On 29.10.19 г. 19:51 ч., David Sterba wrote:
> On Wed, Oct 23, 2019 at 12:57:00PM +0300, Nikolay Borisov wrote:
>>
>>
>> On 17.10.19 г. 22:39 ч., David Sterba wrote:
>>> There's one potential memory ordering problem regarding
>>> eb::blocking_writers, although this hasn't been hit in practice. On TSO
>>> (total store ordering) architectures, the writes will always be seen in
>>> right order.
>>>
>>> In case the calls in btrfs_set_lock_blocking_write are seen in this
>>> (wrong) order on another CPU:
>>>
>>> 0: /* blocking_writers == 0 */
>>> 1: write_unlock()
>>> 2: blocking_writers = 1
>>>
>>> btrfs_try_tree_read_lock, btrfs_tree_read_lock_atomic or
>>> btrfs_try_tree_write_lock would have to squeeze all of this between 1:
>>> and 2:
>>
>> This is only a problem for unlocked (optimistic) accesses in those
>> functions. Simply because from its POV the eb->lock doesn't play any
>> role e.g. they don't know about it at all.
>
> No the lock is important here. Let's take btrfs_try_tree_read_lock as
> example for 2nd thread:
>
> T1: T2:
> write_unlock
> blocking_writers == 0
> try_readlock (success, locked)
> if (blocking_writers) return -> not taken
> blocking_writers = 1
>
> Same for btrfs_tree_read_lock_atomic (with read_lock) and
> btrfs_try_tree_write_lock (with write_lock)
>
> IMO it's the other way around than you say, the optimistic lock is
> irrelevant. We need the blocking_writers update sneak into a locked
> section.
But write_unlock is a release operation, as per memory-barriers.txt:
(6) RELEASE operations.
This also acts as a one-way permeable barrier. It guarantees that
all memory operations before the RELEASE operation will appear to
happen before the RELEASE operation with respect to the other
components of the system. RELEASE operations include UNLOCK operations
and smp_store_release() operations.
...
The use of ACQUIRE and RELEASE operations generally precludes the need
for other sorts of memory barrier (but note the exceptions mentioned in
the subsection "MMIO write barrier").

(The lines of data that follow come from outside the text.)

//! Connection configuration models.
//!
//! Describes how the gateway reaches its relational database and document store.

use std::str::FromStr;

use serde::{Deserialize, Serialize};
use utoipa::ToSchema;

/// Relational database type.
#[derive(Debug, Clone, Copy, Serialize, Deserialize, PartialEq, Eq, ToSchema)]
#[serde(rename_all = "lowercase")]
pub enum DbType {
    /// MySQL / TiDB / MariaDB.
    MySQL,
    /// PostgreSQL database.
    Postgres,
    /// SQLite database.
    SQLite,
}

impl DbType {
    /// Returns the default port for this database type.
    pub fn default_port(&self) -> Option<u16> {
        match self {
            DbType::MySQL => Some(3306),
            DbType::Postgres => Some(5432),
            DbType::SQLite => None,
        }
    }

    /// Infers the database type from a connection URL scheme.
    pub fn from_url(url: &str) -> Option<Self> {
        let scheme = url.split(':').next()?.to_ascii_lowercase();
        match scheme.as_str() {
            "mysql" | "mariadb" => Some(DbType::MySQL),
            "postgres" | "postgresql" => Some(DbType::Postgres),
            "sqlite" => Some(DbType::SQLite),
            _ => None,
        }
    }
}

impl FromStr for DbType {
    type Err = String;

    fn from_str(s: &str) -> Result<Self, Self::Err> {
        match s.trim().to_ascii_lowercase().as_str() {
            "mysql" | "tidb" | "mariadb" => Ok(DbType::MySQL),
            "postgres" | "postgresql" | "pg" => Ok(DbType::Postgres),
            "sqlite" => Ok(DbType::SQLite),
            other => Err(format!("unsupported database type: {}", other)),
        }
    }
}

impl std::fmt::Display for DbType {
    fn fmt(&self, f: &mut std::fmt::Formatter<'_>) -> std::fmt::Result {
        match self {
            DbType::MySQL => write!(f, "mysql"),
            DbType::Postgres => write!(f, "postgres"),
            DbType::SQLite => write!(f, "sqlite"),
        }
    }
}

/// Relational database connection settings.
///
/// Either `url` is set (and wins), or the discrete fields describe the server.
#[derive(Clone, Serialize, Deserialize)]
pub struct ConnectionConfig {
    /// Database type.
    pub db_type: DbType,
    /// Full connection URL (overrides the discrete fields).
    #[serde(skip_serializing, default)]
    pub url: Option<String>,
    /// Database host (for network databases).
    #[serde(skip_serializing_if = "Option::is_none")]
    pub host: Option<String>,
    /// Database port (for network databases).
    #[serde(skip_serializing_if = "Option::is_none")]
    pub port: Option<u16>,
    /// Database username.
    #[serde(skip_serializing_if = "Option::is_none")]
    pub username: Option<String>,
    /// Database password (not serialized).
    #[serde(skip_serializing, default)]
    pub password: Option<String>,
    /// Default database name.
    #[serde(skip_serializing_if = "Option::is_none")]
    pub database: Option<String>,
    /// SQLite file path.
    #[serde(skip_serializing_if = "Option::is_none")]
    pub file_path: Option<String>,
    /// Whether a verified TLS connection is required.
    pub require_tls: bool,
}

impl std::fmt::Debug for ConnectionConfig {
    fn fmt(&self, f: &mut std::fmt::Formatter<'_>) -> std::fmt::Result {
        f.debug_struct("ConnectionConfig")
            .field("db_type", &self.db_type)
            .field("url", &self.url.as_ref().map(|_| "<redacted>"))
            .field("host", &self.host)
            .field("port", &self.port)
            .field("username", &self.username)
            .field("password", &self.password.as_ref().map(|_| "<redacted>"))
            .field("database", &self.database)
            .field("file_path", &self.file_path)
            .field("require_tls", &self.require_tls)
            .finish()
    }
}

impl ConnectionConfig {
    /// Port to connect to, falling back to the type's default.
    pub fn effective_port(&self) -> Option<u16> {
        self.port.or_else(|| self.db_type.default_port())
    }

    /// Short `type://host:port/db` description without credentials, for logs.
    pub fn describe(&self) -> String {
        if self.url.is_some() {
            return format!("{} (url)", self.db_type);
        }
        match self.db_type {
            DbType::SQLite => format!(
                "sqlite:{}",
                self.file_path.as_deref().unwrap_or(":memory:")
            ),
            _ => format!(
                "{}://{}:{}/{}",
                self.db_type,
                self.host.as_deref().unwrap_or("?"),
                self.effective_port().unwrap_or_default(),
                self.database.as_deref().unwrap_or("")
            ),
        }
    }
}

/// Document store (MongoDB) connection settings.
#[derive(Clone)]
pub struct DocumentStoreConfig {
    /// Connection string.
    pub uri: String,
    /// Database name; falls back to the URI's default database.
    pub database: Option<String>,
}

impl std::fmt::Debug for DocumentStoreConfig {
    fn fmt(&self, f: &mut std::fmt::Formatter<'_>) -> std::fmt::Result {
        f.debug_struct("DocumentStoreConfig")
            .field("uri", &"<redacted>")
            .field("database", &self.database)
            .finish()
    }
}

In addition, a RELEASE+ACQUIRE
pair is -not- guaranteed to act as a full memory barrier. However,
after an ACQUIRE on a given variable, all memory accesses preceding any
prior RELEASE on that same variable are guaranteed to be visible.
try_readlock is an ACQUIRE operation w.r.t the lock. So if it succeeds
then all previous accesses e.g. blocking_writer = 1 are guaranteed to be
visible because we have RELEASE (write_unlock ) + ACQUIRE (try_readlock
in case of success).
So the blocking_write check AFTER try_readlock has succeeded is
guaranteed to see the update to blocking_writers in
btrfs_set_lock_blocking_write.
>
>> This implies there needs to be yet another synchronization/ordering
>> mechanism only for blocking_writer. But then further down you say that
>> there are no read side barrier because observing the accesses in a
>> particular order is not important for correctness.
>>
>> Given this I fail to see what this smp_wmb affects ordering.
>
> So in the steps above:
>
> T1: T2:
> blocking_writers = 1
> smp_mb()
> write_unlock
> blocking_writers == 1
> -> take the fast path and return
>
>>> + /*
>>> + * Writers must be be updated before the lock is released so
>>> + * that other threads see that in order. Otherwise this could
>>> + * theoretically lead to blocking_writers be still set to 1 but
>>> + * this would be unexpected eg. for spinning locks.
>>> + *
>>> + * There are no pairing read barriers for unlocked access as we
>>> + * don't strictly need them for correctness (eg. in
>>> + * btrfs_try_tree_read_lock), and the unlock/lock is an implied
>>> + * barrier in other cases.
>>> + */
>>> + smp_wmb();
>>> write_unlock(&eb->lock);
>>
>> That comment sounds to me as if you only care about the readers of
>> blocking_writers _after_ they have acquired the eb::lock for reading. In
>> this case this smp_wmb is pointless because write_unlock/write_lock
>> imply release/acquire semantics.
>
> The pairing read side barrier would have to be before all reads of
> blocking_writers, eg.
>
> 180 int btrfs_try_tree_read_lock(struct extent_buffer *eb)
> 181 {
>
> smp_rmb();
>
> 182 if (eb->blocking_writers)
> 183 return 0;
>
> ant it won't be wrong, the value would be most up to date as it could be. And
> givent that this is an optimistic shortcut, lack of synchronized read might
> pessimize that. Ie. blocking_writers is already 0 but the update is not
> propagated and btrfs_try_tree_read_lock returns.
>
> This is in principle indistinguishable from a state where the lock is
> still locked. Hence the 'not needed for correctness' part. And then the
> barrier can be avoided.
Nod
>
> The write side needs the barrier to order write and unlock. The
> unlock/lock implied barrier won't help as the read-side check happens in
> the middle of that.
>
But the unlock (as explained earlier) won't allow the write to 'leak'
past it.